Among the entries that follow, find every line with the word "timed" and copy it.

——

//! Fetch your own activities and print the leaderboard they produce.
//!
//! Run with:
//!   STRAVA_ACCESS_TOKEN=... cargo run --example fetch_and_rank --features http
//!
//! Optionally set LEADERBOARD_CONFIG to a targets JSON file.

use std::time::Instant;

use segment_leaderboard::{aggregate, Athlete, Leaderboard, LeaderboardConfig, StravaClient};

#[tokio::main]
async fn main() -> Result<(), Box<dyn std::error::Error>> {
    let token = std::env::var("STRAVA_ACCESS_TOKEN")?;
    let config = match std::env::var("LEADERBOARD_CONFIG") {
        Ok(path) => LeaderboardConfig::load(path)?,
        Err(_) => LeaderboardConfig::default(),
    };

    println!("Fetch and Rank");
    println!("==============");
    println!("Targets: {}", config.targets.len());
    println!("Page size: {}, page ceiling: {}", config.fetch.per_page, config.fetch.max_pages);
    println!();

    let client = StravaClient::new(&token, config.fetch.clone())?;
    let start = Instant::now();

    // Summaries only carry the athlete id; the name comes from the token grant
    // in the server flow, so label everything "me" here.
    let me = Athlete { id: 0, username: Some("me".into()), ..Default::default() };
    let activities = client.fetch_for_leaderboard(&me, &config).await?;
    println!("Fetched {} activities in {:.2}s", activities.len(), start.elapsed().as_secs_f64());

    let tallies = aggregate(&activities, &config.targets, &config.aliases);
    let leaderboard = Leaderboard::from_tallies(&tallies, config.top_n);

    for board in &leaderboard.boards {
        let count = board.rows.first().map_or(0, |r| r.count);
        match board.rows.first().and_then(|r| r.avg_time_display()) {
            Some(avg) => println!("{:<30} {:>4} laps (best {}, avg {})", board.target.name, count, board.rows[0].best_time_display(), avg),
            None => println!("{:<30} {:>4} visits", board.target.name, count),
        }
    }

    Ok(())
}
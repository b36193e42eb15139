//! HTML pages for leaderboards and personal results.
//!
//! Pages are plain server-rendered HTML with no scripts. Every athlete- or
//! platform-supplied string goes through [`escape_html`].

use crate::aggregate::ScanStats;
use crate::rank::{format_duration, EffortHistoryRow, Leaderboard, RankedBoard};

const STYLE: &str = "body{font-family:sans-serif;margin:2em}\
table{border-collapse:collapse;margin-bottom:2em}\
th,td{border:1px solid #ccc;padding:4px 10px;text-align:left}\
th{background:#f4f4f4}";

pub fn escape_html(s: &str) -> String {
    let mut out = String::with_capacity(s.len());
    for c in s.chars() {
        match c {
            '&' => out.push_str("&amp;"),
            '<' => out.push_str("&lt;"),
            '>' => out.push_str("&gt;"),
            '"' => out.push_str("&quot;"),
            '\'' => out.push_str("&#39;"),
            _ => out.push(c),
        }
    }
    out
}

fn page(title: &str, body: &str) -> String {
    format!(
        "<!DOCTYPE html><html><head><meta charset=\"utf-8\"><title>{}</title><style>{}</style></head><body>{}</body></html>",
        escape_html(title),
        STYLE,
        body
    )
}

/// Table for one target. Geofence boards have no time columns.
pub fn render_board(board: &RankedBoard) -> String {
    let mut html = String::new();
    html.push_str(&format!("<h2>{}</h2>", escape_html(&board.target.name)));

    if board.rows.is_empty() {
        html.push_str("<p>No laps yet.</p>");
        return html;
    }

    let timed = board.target.is_segment();
    html.push_str("<table><tr><th>Rank</th><th>Athlete</th>");
    html.push_str(if timed { "<th>Laps</th><th>Best</th><th>Average</th>" } else { "<th>Visits</th>" });
    html.push_str("</tr>");

    for row in &board.rows {
        html.push_str(&format!(
            "<tr><td>{}</td><td>{}</td><td>{}</td>",
            row.rank,
            escape_html(&row.athlete_name),
            row.count
        ));
        if timed {
            html.push_str(&format!(
                "<td>{}</td><td>{}</td>",
                row.best_time_display(),
                row.avg_time_display().unwrap_or_else(|| "-".to_string())
            ));
        }
        html.push_str("</tr>");
    }
    html.push_str("</table>");
    html
}

fn render_stats(stats: &ScanStats) -> String {
    format!(
        "<p><small>{} activities scanned, {} with segment data, {} with GPS tracks, {} laps counted.</small></p>",
        stats.activities_scanned,
        stats.activities_with_segment_data,
        stats.activities_with_track_data,
        stats.laps_counted
    )
}

/// The shared leaderboard across all targets.
pub fn render_leaderboard_page(leaderboard: &Leaderboard) -> String {
    let mut body = String::from("<h1>Leaderboard</h1>");
    for board in &leaderboard.boards {
        body.push_str(&render_board(board));
    }
    body.push_str(&render_stats(&leaderboard.stats));
    page("Leaderboard", &body)
}

/// Landing page after authentication: the athlete's own counts and their
/// effort history on each segment target.
pub fn render_athlete_page(
    athlete_name: &str,
    personal: &Leaderboard,
    histories: &[(String, Vec<EffortHistoryRow>)],
) -> String {
    let name = if athlete_name.is_empty() { "Athlete" } else { athlete_name };
    let mut body = format!("<h1>{}</h1>", escape_html(name));

    if personal.stats.activities_scanned == 0 {
        body.push_str("<p>No activities found.</p>");
    } else {
        for board in &personal.boards {
            let count = board.rows.first().map_or(0, |r| r.count);
            let noun = if board.target.is_segment() { "laps of" } else { "visits near" };
            body.push_str(&format!("<p>{} {} {}.</p>", count, noun, escape_html(&board.target.name)));
        }
    }

    for (target_name, rows) in histories.iter().filter(|(_, rows)| !rows.is_empty()) {
        body.push_str(&format!("<h2>{} history</h2>", escape_html(target_name)));
        body.push_str("<table><tr><th>Date</th><th>Activity</th><th>Time</th><th>PR</th></tr>");
        for row in rows {
            let date = row
                .date
                .map(|d| d.format("%Y-%m-%d").to_string())
                .unwrap_or_else(|| "-".to_string());
            let pr = match row.pr_rank {
                Some(1) => "PR".to_string(),
                Some(n) => n.to_string(),
                None => String::new(),
            };
            body.push_str(&format!(
                "<tr><td>{}</td><td>{}</td><td>{}</td><td>{}</td></tr>",
                date,
                escape_html(&row.activity_name),
                format_duration(row.elapsed_time),
                pr
            ));
        }
        body.push_str("</table>");
    }

    body.push_str(&render_stats(&personal.stats));
    body.push_str("<p><a href=\"/leaderboard\">View Leaderboard</a></p>");
    page(name, &body)
}

pub fn render_error_page(title: &str, message: &str) -> String {
    page(
        title,
        &format!(
            "<h1>{}</h1><p>{}</p><p><a href=\"/\">Try again</a></p>",
            escape_html(title),
            escape_html(message)
        ),
    )
}
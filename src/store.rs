//! Process-lifetime leaderboard shared across requests.
//!
//! Each athlete has at most one submission. Re-authenticating replaces the
//! previous submission instead of appending a second one, so the store never
//! double-counts an athlete. The athlete keeps their original position, which
//! is what breaks ties on the shared board.
//!
//! Rows are keyed by athlete id. Two athletes who resolve to the same display
//! name still get a row each.
//!
//! Nothing is persisted; a restart empties the store.

use std::collections::HashMap;

use log::info;
use tokio::sync::RwLock;

use crate::aggregate::{AthleteTally, ScanStats, Tallies};
use crate::matcher::Target;
use crate::rank::{rank_tallies, Leaderboard, RankedBoard};

/// One athlete's aggregated result.
#[derive(Debug, Clone)]
struct Submission {
    athlete_name: String,
    tallies: Tallies,
}

impl Submission {
    /// This athlete's single row on `target_id`, if they have any laps there.
    fn standing(&self, target_id: &str) -> Option<AthleteTally> {
        self.tallies.board(target_id)?.combined(&self.athlete_name)
    }
}

#[derive(Debug, Default)]
struct StoreInner {
    order: Vec<u64>,
    submissions: HashMap<u64, Submission>,
}

/// Shared leaderboard; one writer at a time.
pub struct LeaderboardStore {
    targets: Vec<Target>,
    inner: RwLock<StoreInner>,
}

impl LeaderboardStore {
    pub fn new(targets: Vec<Target>) -> Self {
        Self {
            targets,
            inner: RwLock::new(StoreInner::default()),
        }
    }

    /// Store an athlete's tallies. Returns `true` if an earlier submission
    /// from the same athlete was replaced.
    pub async fn submit(&self, athlete_id: u64, athlete_name: &str, tallies: Tallies) -> bool {
        let mut inner = self.inner.write().await;

        let submission = Submission {
            athlete_name: athlete_name.to_string(),
            tallies,
        };

        let replaced = inner.submissions.insert(athlete_id, submission).is_some();
        if !replaced {
            inner.order.push(athlete_id);
        }

        info!(
            "[LeaderboardStore] {} submission from athlete {} ({} athletes total)",
            if replaced { "Replaced" } else { "New" },
            athlete_id,
            inner.order.len()
        );
        replaced
    }

    pub async fn len(&self) -> usize {
        self.inner.read().await.order.len()
    }

    pub async fn is_empty(&self) -> bool {
        self.len().await == 0
    }

    /// Rank every submission, one row per athlete per target, ties in
    /// first-submission order.
    pub async fn leaderboard(&self, top_n: usize) -> Leaderboard {
        let inner = self.inner.read().await;
        let submissions: Vec<&Submission> = inner
            .order
            .iter()
            .filter_map(|id| inner.submissions.get(id))
            .collect();

        let mut stats = ScanStats::default();
        for sub in &submissions {
            stats += sub.tallies.stats;
        }

        let boards = self
            .targets
            .iter()
            .map(|target| {
                let standings: Vec<AthleteTally> = submissions
                    .iter()
                    .filter_map(|sub| sub.standing(&target.id))
                    .collect();
                RankedBoard {
                    target: target.clone(),
                    rows: rank_tallies(&standings, top_n),
                }
            })
            .collect();

        Leaderboard { boards, stats }
    }
}

#[cfg(test)]
mod tests {
    use super::*;
    use crate::aggregate::{TallyBoard, TargetTallies};
    use crate::matcher::Lap;

    fn targets() -> Vec<Target> {
        vec![Target::segment("climb", "Climb", 4805244)]
    }

    fn tallies_for(name: &str, laps: u32) -> Tallies {
        let mut board = TallyBoard::new();
        for i in 0..laps {
            board.record(name, Lap { elapsed_time: Some(600 + i) });
        }
        Tallies {
            targets: vec![TargetTallies { target: targets()[0].clone(), board }],
            ..Default::default()
        }
    }

    fn rows(board: &Leaderboard) -> Vec<(String, u32)> {
        board
            .board("climb")
            .unwrap()
            .rows
            .iter()
            .map(|r| (r.athlete_name.clone(), r.count))
            .collect()
    }

    #[tokio::test]
    async fn test_resubmission_replaces() {
        let store = LeaderboardStore::new(targets());

        assert!(!store.submit(1, "Ana", tallies_for("Ana", 2)).await);
        assert!(store.submit(1, "Ana", tallies_for("Ana", 3)).await);
        assert_eq!(store.len().await, 1);

        assert_eq!(rows(&store.leaderboard(20).await), vec![("Ana".to_string(), 3)]);
    }

    #[tokio::test]
    async fn test_leaderboard_keeps_first_submission_order_on_ties() {
        let store = LeaderboardStore::new(targets());
        store.submit(1, "Ana", tallies_for("Ana", 2)).await;
        store.submit(2, "Ben", tallies_for("Ben", 2)).await;
        store.submit(1, "Ana", tallies_for("Ana", 2)).await;

        let board = store.leaderboard(20).await;
        let names: Vec<&str> = board.board("climb").unwrap().rows.iter().map(|r| r.athlete_name.as_str()).collect();
        assert_eq!(names, vec!["Ana", "Ben"]);
    }

    #[tokio::test]
    async fn test_same_name_different_athletes_stay_separate() {
        let store = LeaderboardStore::new(targets());
        store.submit(1, "Jo", tallies_for("Jo", 2)).await;
        store.submit(2, "Jo", tallies_for("Jo", 3)).await;
        store.submit(3, "", tallies_for("", 1)).await;
        store.submit(4, "", tallies_for("", 1)).await;

        assert_eq!(
            rows(&store.leaderboard(20).await),
            vec![
                ("Jo".to_string(), 3),
                ("Jo".to_string(), 2),
                (String::new(), 1),
                (String::new(), 1),
            ]
        );
    }

    #[tokio::test]
    async fn test_row_uses_submitted_name() {
        let store = LeaderboardStore::new(targets());
        // Board labels come from per-activity resolution; the row shows the
        // name the athlete submitted under
        store.submit(7, "Coach", tallies_for("", 2)).await;

        assert_eq!(rows(&store.leaderboard(20).await), vec![("Coach".to_string(), 2)]);
    }

    #[tokio::test]
    async fn test_stats_sum_across_submissions() {
        let store = LeaderboardStore::new(targets());
        let mut a = tallies_for("Ana", 1);
        a.stats.activities_scanned = 4;
        let mut b = tallies_for("Ben", 1);
        b.stats.activities_scanned = 6;
        store.submit(1, "Ana", a).await;
        store.submit(2, "Ben", b).await;

        assert_eq!(store.leaderboard(20).await.stats.activities_scanned, 10);
    }

    #[tokio::test]
    async fn test_empty_store_has_every_target() {
        let store = LeaderboardStore::new(targets());
        assert!(store.is_empty().await);
        let board = store.leaderboard(20).await;
        assert_eq!(board.boards.len(), 1);
        assert!(board.boards[0].rows.is_empty());
    }
}
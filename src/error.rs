use thiserror::Error;

/// Failure fetching one resource from the activity API.
///
/// Callers generally recover by skipping the resource.
#[derive(Error, Debug)]
pub enum FetchError {
    #[cfg(feature = "http")]
    #[error("Request error: {0}")]
    Transport(#[from] reqwest::Error),

    #[error("HTTP {0}")]
    Status(u16),

    #[error("Max retries exceeded ({0})")]
    RetriesExhausted(String),

    #[error("Decode error: {0}")]
    Decode(#[from] serde_json::Error),
}

impl FetchError {
    /// The token was refused (401) or lacks the scope for the resource (403).
    pub fn is_unauthorized(&self) -> bool {
        matches!(self, FetchError::Status(401 | 403))
    }
}

/// Failure authenticating the athlete. Terminal for the request.
#[derive(Error, Debug)]
pub enum AuthError {
    #[error("Missing authorization code")]
    MissingCode,

    #[error("Authorization denied: {0}")]
    Denied(String),

    #[error("Token exchange rejected (HTTP {0})")]
    Rejected(u16),

    #[error("Token response carried no access token")]
    MissingToken,

    #[error("Token exchange failed: {0}")]
    Fetch(#[from] FetchError),

    #[error("Access token refused by the activity API (HTTP {0})")]
    TokenRefused(u16),
}

#[derive(Error, Debug)]
pub enum ConfigError {
    #[error("Environment variable {0} not set")]
    MissingVar(&'static str),

    #[error("Invalid {key} value: {reason}")]
    InvalidVar { key: &'static str, reason: String },

    #[error("Failed to read config file: {0}")]
    Io(#[from] std::io::Error),

    #[error("Invalid config JSON: {0}")]
    Parse(#[from] serde_json::Error),
}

——

→ Exercise result
    let timed = board.target.is_segment();
    html.push_str(if timed { "<th>Laps</th><th>Best</th><th>Average</th>" } else { "<th>Visits</th>" });
        if timed {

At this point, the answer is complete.